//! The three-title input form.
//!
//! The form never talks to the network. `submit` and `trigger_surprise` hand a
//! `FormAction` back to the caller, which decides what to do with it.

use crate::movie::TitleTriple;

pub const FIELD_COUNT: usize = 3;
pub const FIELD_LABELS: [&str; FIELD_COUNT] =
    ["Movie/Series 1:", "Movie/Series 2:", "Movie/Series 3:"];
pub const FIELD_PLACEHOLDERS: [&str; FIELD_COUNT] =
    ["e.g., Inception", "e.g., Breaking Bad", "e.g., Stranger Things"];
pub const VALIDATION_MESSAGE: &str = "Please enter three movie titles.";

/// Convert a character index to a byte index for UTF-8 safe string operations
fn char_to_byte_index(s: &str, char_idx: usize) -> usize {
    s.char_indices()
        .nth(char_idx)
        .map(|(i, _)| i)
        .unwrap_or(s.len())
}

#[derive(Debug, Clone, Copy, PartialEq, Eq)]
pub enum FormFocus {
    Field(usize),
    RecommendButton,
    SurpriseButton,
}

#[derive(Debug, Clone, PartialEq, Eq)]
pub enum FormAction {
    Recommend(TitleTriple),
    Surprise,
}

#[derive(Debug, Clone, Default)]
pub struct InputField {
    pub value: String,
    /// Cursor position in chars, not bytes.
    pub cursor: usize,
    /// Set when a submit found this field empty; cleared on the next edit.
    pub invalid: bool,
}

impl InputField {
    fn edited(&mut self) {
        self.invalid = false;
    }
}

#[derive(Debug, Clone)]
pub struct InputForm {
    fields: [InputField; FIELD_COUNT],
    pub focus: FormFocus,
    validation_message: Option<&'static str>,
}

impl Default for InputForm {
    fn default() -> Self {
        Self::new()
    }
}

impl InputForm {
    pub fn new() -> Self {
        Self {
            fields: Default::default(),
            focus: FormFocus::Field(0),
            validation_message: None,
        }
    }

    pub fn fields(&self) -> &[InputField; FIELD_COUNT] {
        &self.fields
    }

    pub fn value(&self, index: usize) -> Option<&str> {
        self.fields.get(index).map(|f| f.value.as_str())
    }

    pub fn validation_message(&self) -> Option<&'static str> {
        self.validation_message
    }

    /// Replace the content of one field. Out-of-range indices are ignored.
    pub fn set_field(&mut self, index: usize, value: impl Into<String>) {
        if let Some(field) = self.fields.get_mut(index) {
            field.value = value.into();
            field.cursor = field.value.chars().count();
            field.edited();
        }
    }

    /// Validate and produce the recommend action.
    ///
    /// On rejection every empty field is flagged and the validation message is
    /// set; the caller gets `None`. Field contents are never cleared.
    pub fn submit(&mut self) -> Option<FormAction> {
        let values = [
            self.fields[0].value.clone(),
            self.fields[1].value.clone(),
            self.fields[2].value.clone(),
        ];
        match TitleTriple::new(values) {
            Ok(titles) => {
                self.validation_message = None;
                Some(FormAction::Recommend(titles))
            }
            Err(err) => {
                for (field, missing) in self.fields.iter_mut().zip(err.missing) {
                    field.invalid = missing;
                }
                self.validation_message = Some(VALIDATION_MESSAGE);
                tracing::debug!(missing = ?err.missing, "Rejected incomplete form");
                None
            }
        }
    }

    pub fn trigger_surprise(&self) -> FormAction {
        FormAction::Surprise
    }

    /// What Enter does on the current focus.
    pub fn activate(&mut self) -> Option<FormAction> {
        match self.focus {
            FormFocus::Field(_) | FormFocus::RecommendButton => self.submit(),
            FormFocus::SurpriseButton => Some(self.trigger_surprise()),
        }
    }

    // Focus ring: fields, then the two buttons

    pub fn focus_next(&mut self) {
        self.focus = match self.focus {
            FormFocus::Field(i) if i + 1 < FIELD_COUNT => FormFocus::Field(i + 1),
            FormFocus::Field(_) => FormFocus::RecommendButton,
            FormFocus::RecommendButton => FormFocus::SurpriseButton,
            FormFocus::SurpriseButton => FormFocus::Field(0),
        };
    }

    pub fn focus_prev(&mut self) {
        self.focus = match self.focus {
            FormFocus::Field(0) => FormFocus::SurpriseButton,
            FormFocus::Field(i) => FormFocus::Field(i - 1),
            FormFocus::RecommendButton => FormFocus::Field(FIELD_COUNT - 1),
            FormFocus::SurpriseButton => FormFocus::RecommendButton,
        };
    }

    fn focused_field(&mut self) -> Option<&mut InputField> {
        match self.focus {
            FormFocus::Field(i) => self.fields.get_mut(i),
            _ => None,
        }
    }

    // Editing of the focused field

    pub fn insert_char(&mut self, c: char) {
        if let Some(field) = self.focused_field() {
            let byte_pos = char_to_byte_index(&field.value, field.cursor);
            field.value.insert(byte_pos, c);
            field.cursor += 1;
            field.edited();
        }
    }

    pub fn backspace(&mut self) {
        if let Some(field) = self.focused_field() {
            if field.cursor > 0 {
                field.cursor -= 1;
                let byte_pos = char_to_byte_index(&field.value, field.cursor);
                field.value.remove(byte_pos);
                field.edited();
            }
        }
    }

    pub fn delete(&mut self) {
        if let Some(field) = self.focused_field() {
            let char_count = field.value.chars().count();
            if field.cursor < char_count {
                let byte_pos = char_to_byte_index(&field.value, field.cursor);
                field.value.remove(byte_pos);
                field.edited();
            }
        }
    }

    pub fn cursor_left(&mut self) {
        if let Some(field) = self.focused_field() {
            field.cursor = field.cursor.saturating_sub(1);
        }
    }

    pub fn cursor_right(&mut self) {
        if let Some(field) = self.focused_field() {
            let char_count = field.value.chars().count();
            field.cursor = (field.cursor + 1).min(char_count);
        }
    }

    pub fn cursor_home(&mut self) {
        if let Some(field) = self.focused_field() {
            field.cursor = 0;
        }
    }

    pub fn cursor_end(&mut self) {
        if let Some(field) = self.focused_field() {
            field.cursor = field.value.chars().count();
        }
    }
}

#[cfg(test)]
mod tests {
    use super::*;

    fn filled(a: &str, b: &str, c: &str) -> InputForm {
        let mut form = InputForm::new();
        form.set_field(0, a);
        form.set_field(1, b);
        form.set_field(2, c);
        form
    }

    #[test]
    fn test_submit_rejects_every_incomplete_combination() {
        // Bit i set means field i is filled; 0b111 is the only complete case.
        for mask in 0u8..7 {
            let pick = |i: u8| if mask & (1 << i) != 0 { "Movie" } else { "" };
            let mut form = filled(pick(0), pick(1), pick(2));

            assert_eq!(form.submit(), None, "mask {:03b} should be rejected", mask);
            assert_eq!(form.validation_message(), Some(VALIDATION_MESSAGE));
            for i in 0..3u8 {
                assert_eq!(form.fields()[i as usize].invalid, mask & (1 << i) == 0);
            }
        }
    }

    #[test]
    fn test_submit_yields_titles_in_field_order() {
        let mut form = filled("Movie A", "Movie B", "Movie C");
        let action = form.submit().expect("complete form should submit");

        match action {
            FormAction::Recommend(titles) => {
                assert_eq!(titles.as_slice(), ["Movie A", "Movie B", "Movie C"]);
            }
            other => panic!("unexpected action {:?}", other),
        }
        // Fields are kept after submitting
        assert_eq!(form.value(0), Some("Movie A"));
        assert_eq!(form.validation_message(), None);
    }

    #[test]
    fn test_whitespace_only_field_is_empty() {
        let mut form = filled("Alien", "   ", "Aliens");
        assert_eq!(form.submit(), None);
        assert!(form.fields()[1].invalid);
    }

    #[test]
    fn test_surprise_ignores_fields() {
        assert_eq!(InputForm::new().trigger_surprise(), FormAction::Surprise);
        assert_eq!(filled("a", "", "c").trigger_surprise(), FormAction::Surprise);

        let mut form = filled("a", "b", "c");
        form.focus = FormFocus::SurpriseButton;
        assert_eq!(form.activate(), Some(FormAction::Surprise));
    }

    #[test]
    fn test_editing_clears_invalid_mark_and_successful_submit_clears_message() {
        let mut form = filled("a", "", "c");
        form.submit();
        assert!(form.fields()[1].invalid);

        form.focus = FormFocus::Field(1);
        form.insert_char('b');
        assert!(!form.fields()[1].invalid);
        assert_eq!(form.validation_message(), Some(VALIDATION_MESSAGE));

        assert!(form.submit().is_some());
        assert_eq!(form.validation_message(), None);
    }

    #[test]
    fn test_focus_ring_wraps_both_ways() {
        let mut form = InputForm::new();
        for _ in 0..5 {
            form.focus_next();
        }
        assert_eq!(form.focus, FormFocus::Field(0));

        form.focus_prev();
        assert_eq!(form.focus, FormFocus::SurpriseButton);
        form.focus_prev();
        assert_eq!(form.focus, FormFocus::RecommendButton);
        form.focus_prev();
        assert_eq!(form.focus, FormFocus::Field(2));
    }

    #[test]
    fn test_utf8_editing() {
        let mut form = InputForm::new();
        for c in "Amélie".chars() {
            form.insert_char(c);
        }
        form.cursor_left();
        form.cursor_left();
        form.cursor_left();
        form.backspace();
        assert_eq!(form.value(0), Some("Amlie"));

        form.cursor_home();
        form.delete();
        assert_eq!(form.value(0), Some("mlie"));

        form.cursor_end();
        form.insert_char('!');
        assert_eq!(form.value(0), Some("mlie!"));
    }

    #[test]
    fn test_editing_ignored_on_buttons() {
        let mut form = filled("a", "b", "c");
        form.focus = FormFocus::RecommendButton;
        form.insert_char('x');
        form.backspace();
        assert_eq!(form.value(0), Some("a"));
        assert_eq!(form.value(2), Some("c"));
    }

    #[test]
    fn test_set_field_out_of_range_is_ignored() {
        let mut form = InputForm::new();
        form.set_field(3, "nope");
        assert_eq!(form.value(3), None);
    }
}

........

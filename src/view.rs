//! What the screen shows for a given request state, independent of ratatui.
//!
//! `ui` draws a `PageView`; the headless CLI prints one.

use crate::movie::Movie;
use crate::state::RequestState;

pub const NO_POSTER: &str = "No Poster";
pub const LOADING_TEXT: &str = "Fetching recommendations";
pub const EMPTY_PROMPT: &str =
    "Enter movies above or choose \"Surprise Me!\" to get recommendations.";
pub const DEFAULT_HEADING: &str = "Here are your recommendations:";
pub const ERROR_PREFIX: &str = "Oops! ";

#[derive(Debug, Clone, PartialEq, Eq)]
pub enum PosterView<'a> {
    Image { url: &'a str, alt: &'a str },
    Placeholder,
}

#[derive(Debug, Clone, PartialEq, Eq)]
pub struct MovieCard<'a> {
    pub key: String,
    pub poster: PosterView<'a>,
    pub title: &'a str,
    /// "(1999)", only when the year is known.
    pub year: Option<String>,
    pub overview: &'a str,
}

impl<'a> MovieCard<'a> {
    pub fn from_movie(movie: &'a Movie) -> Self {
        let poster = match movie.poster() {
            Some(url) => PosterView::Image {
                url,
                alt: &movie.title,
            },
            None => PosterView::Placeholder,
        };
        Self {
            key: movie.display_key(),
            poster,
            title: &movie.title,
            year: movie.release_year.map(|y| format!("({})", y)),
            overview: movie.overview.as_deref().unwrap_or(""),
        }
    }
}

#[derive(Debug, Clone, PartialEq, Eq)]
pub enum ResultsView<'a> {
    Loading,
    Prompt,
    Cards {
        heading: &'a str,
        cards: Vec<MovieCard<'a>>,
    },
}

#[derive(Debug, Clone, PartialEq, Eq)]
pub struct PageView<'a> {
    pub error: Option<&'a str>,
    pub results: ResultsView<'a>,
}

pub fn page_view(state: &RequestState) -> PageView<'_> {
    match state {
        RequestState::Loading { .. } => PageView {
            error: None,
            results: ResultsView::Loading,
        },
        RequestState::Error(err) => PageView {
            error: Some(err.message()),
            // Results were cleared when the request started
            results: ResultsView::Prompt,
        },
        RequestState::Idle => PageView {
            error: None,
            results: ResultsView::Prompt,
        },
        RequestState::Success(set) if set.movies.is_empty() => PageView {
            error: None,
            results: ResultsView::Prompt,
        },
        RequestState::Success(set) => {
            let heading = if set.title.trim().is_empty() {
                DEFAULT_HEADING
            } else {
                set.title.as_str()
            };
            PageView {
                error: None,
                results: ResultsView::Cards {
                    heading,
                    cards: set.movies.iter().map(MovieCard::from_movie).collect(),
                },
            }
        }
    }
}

........

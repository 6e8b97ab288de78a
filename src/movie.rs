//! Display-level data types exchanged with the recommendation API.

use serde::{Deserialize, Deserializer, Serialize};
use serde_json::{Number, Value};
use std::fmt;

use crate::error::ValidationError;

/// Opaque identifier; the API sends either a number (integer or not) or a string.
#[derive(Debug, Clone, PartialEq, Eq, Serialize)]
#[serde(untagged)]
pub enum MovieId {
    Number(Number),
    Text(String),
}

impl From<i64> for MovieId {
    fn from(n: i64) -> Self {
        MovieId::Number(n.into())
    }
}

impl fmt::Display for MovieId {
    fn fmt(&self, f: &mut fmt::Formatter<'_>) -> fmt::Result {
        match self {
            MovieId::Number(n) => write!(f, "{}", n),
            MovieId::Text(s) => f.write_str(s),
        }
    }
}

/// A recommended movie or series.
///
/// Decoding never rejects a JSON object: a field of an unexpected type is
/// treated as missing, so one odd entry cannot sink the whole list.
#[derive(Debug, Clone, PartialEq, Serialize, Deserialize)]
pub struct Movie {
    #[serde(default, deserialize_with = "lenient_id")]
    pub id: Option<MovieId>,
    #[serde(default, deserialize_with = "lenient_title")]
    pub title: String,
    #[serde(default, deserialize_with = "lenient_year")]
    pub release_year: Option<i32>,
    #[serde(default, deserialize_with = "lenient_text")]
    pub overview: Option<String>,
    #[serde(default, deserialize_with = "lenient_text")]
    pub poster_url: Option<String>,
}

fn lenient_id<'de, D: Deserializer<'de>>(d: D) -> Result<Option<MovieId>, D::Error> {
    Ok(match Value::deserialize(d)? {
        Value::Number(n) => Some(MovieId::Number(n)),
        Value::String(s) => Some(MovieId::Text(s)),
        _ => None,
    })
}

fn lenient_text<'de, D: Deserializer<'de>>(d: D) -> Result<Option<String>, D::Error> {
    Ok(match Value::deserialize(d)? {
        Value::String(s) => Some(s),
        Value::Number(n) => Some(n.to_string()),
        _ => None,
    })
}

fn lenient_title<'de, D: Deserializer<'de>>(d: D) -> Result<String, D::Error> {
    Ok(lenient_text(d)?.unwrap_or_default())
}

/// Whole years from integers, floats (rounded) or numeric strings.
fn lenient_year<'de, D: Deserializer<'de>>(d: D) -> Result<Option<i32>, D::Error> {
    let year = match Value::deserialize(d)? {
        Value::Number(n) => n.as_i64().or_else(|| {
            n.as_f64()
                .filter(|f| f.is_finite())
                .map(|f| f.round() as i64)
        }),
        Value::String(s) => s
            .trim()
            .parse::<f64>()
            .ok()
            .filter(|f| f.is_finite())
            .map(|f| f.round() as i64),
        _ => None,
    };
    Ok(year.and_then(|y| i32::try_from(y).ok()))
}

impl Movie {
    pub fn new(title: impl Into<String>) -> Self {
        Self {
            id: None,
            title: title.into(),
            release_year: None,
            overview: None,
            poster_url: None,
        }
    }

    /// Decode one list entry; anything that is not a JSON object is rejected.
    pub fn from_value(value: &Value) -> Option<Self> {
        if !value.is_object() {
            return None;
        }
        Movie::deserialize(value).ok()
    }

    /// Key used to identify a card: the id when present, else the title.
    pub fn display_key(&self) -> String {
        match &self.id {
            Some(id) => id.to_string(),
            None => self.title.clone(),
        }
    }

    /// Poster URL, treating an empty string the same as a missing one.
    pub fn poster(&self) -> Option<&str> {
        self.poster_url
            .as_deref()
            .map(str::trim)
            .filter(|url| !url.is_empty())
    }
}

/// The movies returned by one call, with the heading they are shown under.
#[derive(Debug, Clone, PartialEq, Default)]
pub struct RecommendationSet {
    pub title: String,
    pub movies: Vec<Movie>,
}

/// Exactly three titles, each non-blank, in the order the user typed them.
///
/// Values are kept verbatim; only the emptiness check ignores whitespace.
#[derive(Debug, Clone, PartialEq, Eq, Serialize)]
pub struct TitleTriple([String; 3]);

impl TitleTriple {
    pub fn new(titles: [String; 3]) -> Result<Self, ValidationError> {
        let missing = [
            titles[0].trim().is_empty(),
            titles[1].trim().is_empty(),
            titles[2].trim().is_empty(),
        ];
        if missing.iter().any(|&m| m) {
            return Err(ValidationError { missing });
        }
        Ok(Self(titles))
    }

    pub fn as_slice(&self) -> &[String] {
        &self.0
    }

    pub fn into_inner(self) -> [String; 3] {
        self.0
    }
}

........

▶ WORK ITEM: Reproduce exactly the stretch of the material above that starts at the line with "three-title input form." and ends at the line with "pub const FIELD_COUNT: usize = 3;", both included, and nothing else.

▶ TASK SOLUTION:
//! The three-title input form.
//!
//! The form never talks to the network. `submit` and `trigger_surprise` hand a
//! `FormAction` back to the caller, which decides what to do with it.

use crate::movie::TitleTriple;

pub const FIELD_COUNT: usize = 3;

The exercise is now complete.